Determination of Conductivity Cell Compressibility for Argo Program CTDs and MicroCATs
David J. Murphy, MS, Director of Research and Development and Kim Martini, Ph.D., Senior Oceanographer

Measuring conductivity in the deep ocean (below 1000 meters) requires a correction for the compressibility of the conductivity cell, which depends on the material that encapsulates the conductivity cell.

Sea-Bird Scientific applies a nominal compressibility correction term measured from conductivity cells manufactured with an epoxy encapsulation material. As part of the development effort for Argo program CTDs and MicroCAT products, Sea-Bird changed the conductivity cell encapsulation material from epoxy to urethane. This change in material necessitates a new compressibility correction. This work uses data from deployments of Deep Argo CTDs and conductivity calculated from discrete salinity samples to derive the pressure compressibility correction term for a urethane encapsulated conductivity cell. We will verify prior work done to determine the nominal coefficient used for epoxy encapsulated conductivity cells and propose a coefficient for urethane encapsulated cells that will improve the accuracy of conductivity measured in the deep ocean.

Measuring Calibration and Field Variance Scales in Oceanographic Optical Instrumentation Data for Quality Assurance
Ian Walsh, Ph.D., Director of Science

Metrics that test an instrument's current data against previous data are fundamental to real time quality assurance. For oceanographic instrumentation, especially instruments deployed on remote and autonomous platforms, the operator rarely has the luxury of periodically examining the instrument to test its current state relative to the pre- and post-deployment states.

For remote instruments that report their data in real time or are never intended to be recovered, the instrument's data stream is the only information available to assess data quality.
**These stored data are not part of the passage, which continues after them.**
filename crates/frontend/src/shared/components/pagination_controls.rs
use crate::shared::icons::icon;
use leptos::prelude::*;

pub const PAGE_SIZE_OPTIONS: [u32; 4] = [20, 50, 100, 200];

/// "2 / 5 (231)"; без общего числа записей скобки опускаются
fn pagination_info(page: u32, total_pages: u32, total_records: Option<u64>) -> String {
    let total = total_pages.max(1);
    match total_records {
        Some(count) => format!("{} / {} ({})", page.clamp(1, total), total, count),
        None => format!("{} / {}", page.clamp(1, total), total),
    }
}

/// Pagination controls (1-indexed pages)
#[component]
pub fn PaginationControls(
    /// Current page, starting from 1
    #[prop(into)]
    current_page: Signal<u32>,

    #[prop(into)]
    total_pages: Signal<u32>,

    /// Total count of records, if the server reported it
    #[prop(into)]
    total_records: Signal<Option<u64>>,

    #[prop(into)]
    page_size: Signal<u32>,

    on_page_change: Callback<u32>,

    on_page_size_change: Callback<u32>,

    #[prop(optional)]
    page_size_options: Option<Vec<u32>>,
) -> impl IntoView {
    let page_size_opts = page_size_options.unwrap_or_else(|| PAGE_SIZE_OPTIONS.to_vec());
    let on_first = move || current_page.get() <= 1;
    let on_last = move || current_page.get() >= total_pages.get().max(1);

    view! {
        <div class="pagination-controls">
            <button
                class="pagination-btn"
                on:click=move |_| on_page_change.run(1)
                disabled=on_first
                title="First page"
            >
                {icon("chevrons-left")}
            </button>
            <button
                class="pagination-btn"
                on:click=move |_| {
                    let page = current_page.get();
                    if page > 1 {
                        on_page_change.run(page - 1);
                    }
                }
                disabled=on_first
                title="Previous page"
            >
                {icon("chevron-left")}
            </button>
            <span class="pagination-info">
                {move || pagination_info(current_page.get(), total_pages.get(), total_records.get())}
            </span>
            <button
                class="pagination-btn"
                on:click=move |_| {
                    let page = current_page.get();
                    if page < total_pages.get() {
                        on_page_change.run(page + 1);
                    }
                }
                disabled=on_last
                title="Next page"
            >
                {icon("chevron-right")}
            </button>
            <button
                class="pagination-btn"
                on:click=move |_| on_page_change.run(total_pages.get().max(1))
                disabled=on_last
                title="Last page"
            >
                {icon("chevrons-right")}
            </button>
            <select
                class="page-size-select"
                on:change=move |ev| {
                    if let Ok(size) = event_target_value(&ev).parse::<u32>() {
                        on_page_size_change.run(size);
                    }
                }
                prop:value=move || page_size.get().to_string()
            >
                {page_size_opts.into_iter().map(|size| {
                    view! {
                        <option value=size.to_string() selected=move || page_size.get() == size>
                            {size.to_string()}
                        </option>
                    }
                }).collect_view()}
            </select>
        </div>
    }
}

#[cfg(test)]
mod tests {
    use super::*;

    #[test]
    fn info_is_one_based_and_clamped() {
        assert_eq!(pagination_info(2, 5, Some(231)), "2 / 5 (231)");
        assert_eq!(pagination_info(1, 0, None), "1 / 1");
        assert_eq!(pagination_info(9, 3, None), "3 / 3");
    }
}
As such, quality metrics must compare field data variance to baseline data from controlled conditions. Often, the instrument's original calibration data is a logical choice for quantifying baseline data.
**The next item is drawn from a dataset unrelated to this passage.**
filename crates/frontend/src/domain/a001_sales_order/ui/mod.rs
pub mod details;
pub mod list;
In this study, Sea-Bird Scientific compares signal variances for a suite of instruments that measure optical backscattering and fluorescence. They compare a new instrument design across a variety of controlled environments with instruments that have a much longer pedigree, and they control for data delivery rate and internal averaging to demonstrate the relationship of variance to common use cases, such as when power and data bandwidth limit data rates. They then compare the controlled environment data with field data from a tidally driven environment to demonstrate real-time QA/QC methods.
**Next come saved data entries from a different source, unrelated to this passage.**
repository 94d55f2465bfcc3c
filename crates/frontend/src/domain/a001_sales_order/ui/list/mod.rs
use contracts::domain::a001_sales_order::dto::*;
use contracts::domain::common::{code_label, code_options};
use contracts::shared::reference_cache::ReferenceKind;
use contracts::shared::table::{format_amount, ColumnDef};
use leptos::prelude::*;
use thaw::*;

use crate::layout::global_context::use_app_context;
use crate::layout::tabs::tab_labels::{detail_tab_label, sales_order_detail_key};
use crate::shared::api_client::list_fn;
use crate::shared::components::column_filter::{
    active_count, bindings_query, FilterBinding, FilterField, FilterTags,
};
use crate::shared::components::data_table::DataTable;
use crate::shared::components::filter_panel::FilterPanel;
use crate::shared::export::ExportButtons;
use crate::shared::icons::icon;
use crate::shared::list_utils::SearchInput;
use crate::shared::notifications::use_notifications;
use crate::shared::page_frame::PageFrame;
use crate::shared::page_standard::PAGE_CAT_LIST;
use crate::shared::reference_options::use_reference_options;

fn columns() -> Vec<ColumnDef<SalesOrderRow>> {
    vec![
        ColumnDef::new("order_number", "Order No.", |r: &SalesOrderRow| Some(r.order_number.clone())),
        ColumnDef::new("order_date", "Date", |r: &SalesOrderRow| Some(r.order_date.clone())),
        ColumnDef::new("customer", "Customer", |r: &SalesOrderRow| r.customer_name.clone()),
        ColumnDef::new("salesman", "Salesman", |r: &SalesOrderRow| r.salesman_name.clone())
            .filtered_by(FILTER_SALESMAN),
        ColumnDef::new("warehouse", "Warehouse", |r: &SalesOrderRow| r.warehouse_name.clone())
            .filtered_by(FILTER_WAREHOUSE),
        ColumnDef::new("status", "Status", |r: &SalesOrderRow| Some(code_label(STATUSES, &r.status)))
            .filtered_by(FILTER_STATUS),
        ColumnDef::new("total_amount", "Total", |r: &SalesOrderRow| Some(format_amount(r.total_amount))).right(),
    ]
}

#[component]
pub fn SalesOrderList() -> impl IntoView {
    let tabs_store = use_app_context();
    let notify = use_notifications();

    let salesman = FilterBinding::single(
        FILTER_SALESMAN,
        "Salesman",
        use_reference_options(ReferenceKind::Salesman),
    );
    let warehouse = FilterBinding::single(
        FILTER_WAREHOUSE,
        "Warehouse",
        use_reference_options(ReferenceKind::Warehouse),
    );
    let status = FilterBinding::multi(FILTER_STATUS, "Status", Signal::derive(|| code_options(STATUSES)));
    let bindings = vec![salesman, warehouse, status];

    let search = RwSignal::new(String::new());
    let query = {
        let bindings = bindings.clone();
        Signal::derive(move || bindings_query(&bindings).with_text(FILTER_SEARCH, &search.get()))
    };
    let active_filters = {
        let bindings = bindings.clone();
        Signal::derive(move || active_count(&bindings))
    };

    let refresh = RwSignal::new(0u32);
    let loading = RwSignal::new(false);
    let is_expanded = RwSignal::new(false);

    let open_detail = Callback::new(move |row: SalesOrderRow| {
        tabs_store.open_tab(
            &sales_order_detail_key(&row.id),
            &detail_tab_label("Order", &row.order_number),
        );
    });

    let tag_bindings = bindings.clone();

    view! {
        <PageFrame page_id="a001_sales_order--list" category=PAGE_CAT_LIST>
            <div class="page__header">
                <div class="page__header-left">
                    <h1 class="page__title">"Sales Orders"</h1>
                </div>
                <div class="page__header-right">
                    <SearchInput
                        value=search
                        on_change=Callback::new(move |v: String| search.set(v))
                        placeholder="Order no. or customer"
                    />
                </div>
            </div>
            <div class="page__content">
                <FilterPanel
                    is_expanded=is_expanded
                    active_filters_count=active_filters
                    actions=move || view! {
                        <Button
                            appearance=ButtonAppearance::Secondary
                            on_click=move |_| refresh.update(|n| *n += 1)
                            disabled=loading
                        >
                            {icon("refresh")}
                            "Refresh"
                        </Button>
                        <ExportButtons endpoint=&EXPORT_ENDPOINT query=query />
                    }
                    filter_tags=move || view! { <FilterTags bindings=tag_bindings.clone() /> }
                >
                    <Flex gap=FlexGap::Medium>
                        <FilterField binding=salesman />
                        <FilterField binding=warehouse />
                        <FilterField binding=status />
                    </Flex>
                </FilterPanel>

                <DataTable
                    list=list_fn(&LIST_ENDPOINT, notify)
                    columns=columns()
                    query=query
                    filters=bindings
                    refresh_key=refresh
                    on_loading=Callback::new(move |v: bool| loading.set(v))
                    on_row_click=open_detail
                />
            </div>
        </PageFrame>
    }
}

#[cfg(test)]
mod tests {
    use super::*;

    fn row() -> SalesOrderRow {
        SalesOrderRow {
            id: "101".into(),
            order_number: "SO-101".into(),
            order_date: "2024-05-02".into(),
            customer_name: None,
            salesman_id: Some("7".into()),
            salesman_name: Some("Ahmed Ali".into()),
            warehouse_name: None,
            status: "confirmed".into(),
            total_amount: 1250.0,
        }
    }

    #[test]
    fn cells_render_labels_and_placeholders() {
        let cols = columns();
        let cells: Vec<String> = cols.iter().map(|c| c.display(&row())).collect();
        assert_eq!(
            cells,
            vec!["SO-101", "2024-05-02", "-", "Ahmed Ali", "-", "Confirmed", "1,250.00"]
        );
    }

    #[test]
    fn filterable_columns_point_at_known_keys() {
        let keys: Vec<_> = columns().iter().filter_map(|c| c.filter).collect();
        assert_eq!(keys, vec![FILTER_SALESMAN, FILTER_WAREHOUSE, FILTER_STATUS]);
    }
}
More Science from the 2018 Ocean Sciences Meeting
The full scientific program for the 2018 Ocean Sciences Meeting is searchable online. To search, click on the search button at the top, right-hand corner of the online program. Click on “Advanced Search” to search by session, paper, person, primary topic or other criteria. To browse all sessions, click on the Primary Topic link on the left-hand side of the search engine. Scientific, education and policy sessions will cover wide-ranging topics such as ocean-land connections, renewable energy, climate change, marine biodiversity and more.

About the 2018 Ocean Sciences Meeting
The 2018 Ocean Sciences Meeting (OSM), co-sponsored by the American Geophysical Union (AGU), the Association for the Sciences of Limnology and Oceanography (ASLO), and The Oceanography Society (TOS), will be held 11–16 February, in Portland, Oregon. The OSM is an important venue for scientific exchange across broad marine science disciplines. Sessions will include all aspects of oceanography, especially multidisciplinary topics, as well as presentations that reflect new and emerging research on the global ocean and society, including science education, outreach, and public policy. The OSM originated in 1982 as a joint effort between AGU and ASLO; TOS joined as a regular co-sponsor in 2004.